Excessive mechanical stress induces chondrocyte apoptosis through TRPV4 in an anterior cruciate ligament-transected rat osteoarthritis model

doi:10.1016/j.lfs.2019.05.003

Life Sciences

Volume 228, 1 July 2019, Pages 158-166

https://doi.org/10.1016/j.lfs.2019.05.003 Get rights and content

Abstract

Aims

Chondrocyte apoptosis is the most common pathological feature of cartilage in osteoarthritis (OA). Excessive mechanical stress can induce chondrocyte apoptosis and destroy cartilage tissue. Transient receptor potential channel vanilloid 4 (TRPV4) is a mechanosensitive ion channel that mediates chondrocyte response to mechanical stress. Here, we investigated the potential role of TRPV4 in chondrocyte apoptosis induced by excessive mechanical stress.

Main methods

Using a rat OA anterior cruciate-ligament transection (ALCT) model, we detected immunolocalization of calmodulin protein and mRNA and protein levels of TRPV4, calmodulin, and cleaved caspase-8 in articular cartilage. Primary chondrocytes were isolated and cultured in vitro, and Fluo-4AM staining was used to assess intracellular Ca²⁺ levels in order to evaluate TRPV4-mediated Ca²⁺ influx. Flow cytometry and western blot were performed to detect apoptosis and apoptosis-related protein levels in chondrocytes, respectively.

Key findings

TRPV4 was upregulated in ALCT-induced OA articular cartilage, and we found that administration of a TRPV4 inhibitor attenuated cartilage degeneration. Additionally, TRPV4 specifically mediated extracellular Ca²⁺ influx, leading to chondrocyte apoptosis in vitro, which was inhibited by transfection of TRPV4 small-interfering RNA or administration of a TRPV4 inhibitor. Moreover, increased Ca²⁺ influx triggered apoptosis by upregulating FAS-associated protein with death domain and cleaved caspase-3, -6, -7, and -8 levels, with these effects abolished by TRPV4 knockdown or TRPV4 inhibition.

Significance

These results indicated that TRPV4 was upregulated in OA articular cartilage, and that excessive mechanical stress might induce chondrocyte apoptosis via TRPV4-mediated Ca²⁺ influx, suggesting TRPV4 as a potential drug target in OA.

Graphical abstract

Introduction

Osteoarthritis (OA) is the most common joint disease and also referred to as “immortal cancer”. Although not fatal, it results in a disability rate of 53%, and its incidence continues to increase. OA can cause joint stiffness, swelling, pain, or disability, and as age and joint-wear increase, OA incidence continues to significantly increase [1]. The knee joint shows the highest incidence of OA, which is characterized by progressive articular-cartilage degeneration [2]. Articular cartilage depends solely on resident cells (chondrocytes) to maintain the extracellular matrix, with chondrocyte apoptosis a central feature of cartilage degeneration in OA [3].

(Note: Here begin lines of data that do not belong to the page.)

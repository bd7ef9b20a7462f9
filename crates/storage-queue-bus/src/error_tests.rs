//! Tests for bus error types.

use super::*;
use std::error::Error as _;
use storage_queue::{MessageId, PopReceipt, Timestamp};

fn queue_name() -> QueueName {
    QueueName::new("orders-events").unwrap()
}

fn fetched_message() -> QueueMessage {
    QueueMessage {
        message_id: "msg-1".parse::<MessageId>().unwrap(),
        pop_receipt: PopReceipt::new("r1"),
        body: "garbage".into(),
        dequeue_count: 1,
        inserted_at: Timestamp::now(),
        expires_at: None,
        next_visible_at: Timestamp::now(),
    }
}

#[test]
fn test_credentials_error_is_wrapped_with_source() {
    let error: ConfigurationError = CredentialsError::MissingAccountName.into();

    assert!(matches!(
        error,
        ConfigurationError::InvalidCredentialsConfiguration { .. }
    ));
    assert!(error.source().is_some());
}

#[test]
fn test_deserialization_error_carries_original_message() {
    let error = SourceError::MessageDeserialization {
        queue: queue_name(),
        type_name: "OrderPlaced".to_string(),
        message: Box::new(fetched_message()),
        source: None,
    };

    assert!(!error.is_terminal());
    assert_eq!(error.message().unwrap().as_bytes(), b"garbage");
    assert!(error.to_string().contains("msg-1"));
    assert!(error.to_string().contains("OrderPlaced"));
}

#[test]
fn test_transport_error_is_terminal_and_suggests_delay() {
    let error = SourceError::Transport {
        queue: queue_name(),
        source: QueueError::ConnectionFailed {
            message: "reset".to_string(),
        },
    };

    assert!(error.is_terminal());
    assert!(error.message().is_none());
    assert_eq!(error.retry_after(), Some(Duration::from_secs(5)));
}

#[test]
fn test_publish_error_transience_follows_transport() {
    let transient = PublishError::Transport {
        queue: queue_name(),
        source: QueueError::Timeout {
            duration: Duration::from_secs(30),
        },
    };
    let permanent = PublishError::Serialization(CodecError::custom("bad"));

    assert!(transient.is_transient());
    assert!(!permanent.is_transient());
}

Numerous studies show that OA progression is related to not only to biochemical factors but also mechanical stress [4]. Excessive mechanical-stress loading is associated with articular-cartilage degradation and plays an important role in the occurrence and development of excessive chondrocyte apoptosis [5]. A recent study reported that apoptosis of growth-plate chondrocytes is regulated by mechanical stress, and that appropriate stretch stress can effectively promote cell proliferation and differentiation, whereas excessive stress promotes their apoptosis [6]. Additionally, Li et al. [7] showed that chondrocytes tend to undergo late-stage apoptosis under compressive loading, during which caspase-12 is significantly upregulated. Chondrocytes can convert external mechanical signals into intracellular metabolic signals via mechanosensitive channels [8], among which transient receptor potential channel vanilloid 4 (TRPV4) is one of the most important mechanosensitive ion channels and widely distributed in the organs and tissues of various organisms [9]. Mechanical stimulation can regulate metabolic responses by activating TRPV4 and increasing intracellular Ca²⁺ concentrations [10]. Previous studies indicated that TRPV4 protein is highly expressed in articular chondrocytes, and that TRPV4-mediated Ca²⁺ signaling plays a central role in the transduction of mechanical signals to support cartilage extracellular-matrix maintenance and joint health [8,11]. However, the role of TRPV4 in chondrocyte apoptosis induced by excessive mechanical stress remains unknown.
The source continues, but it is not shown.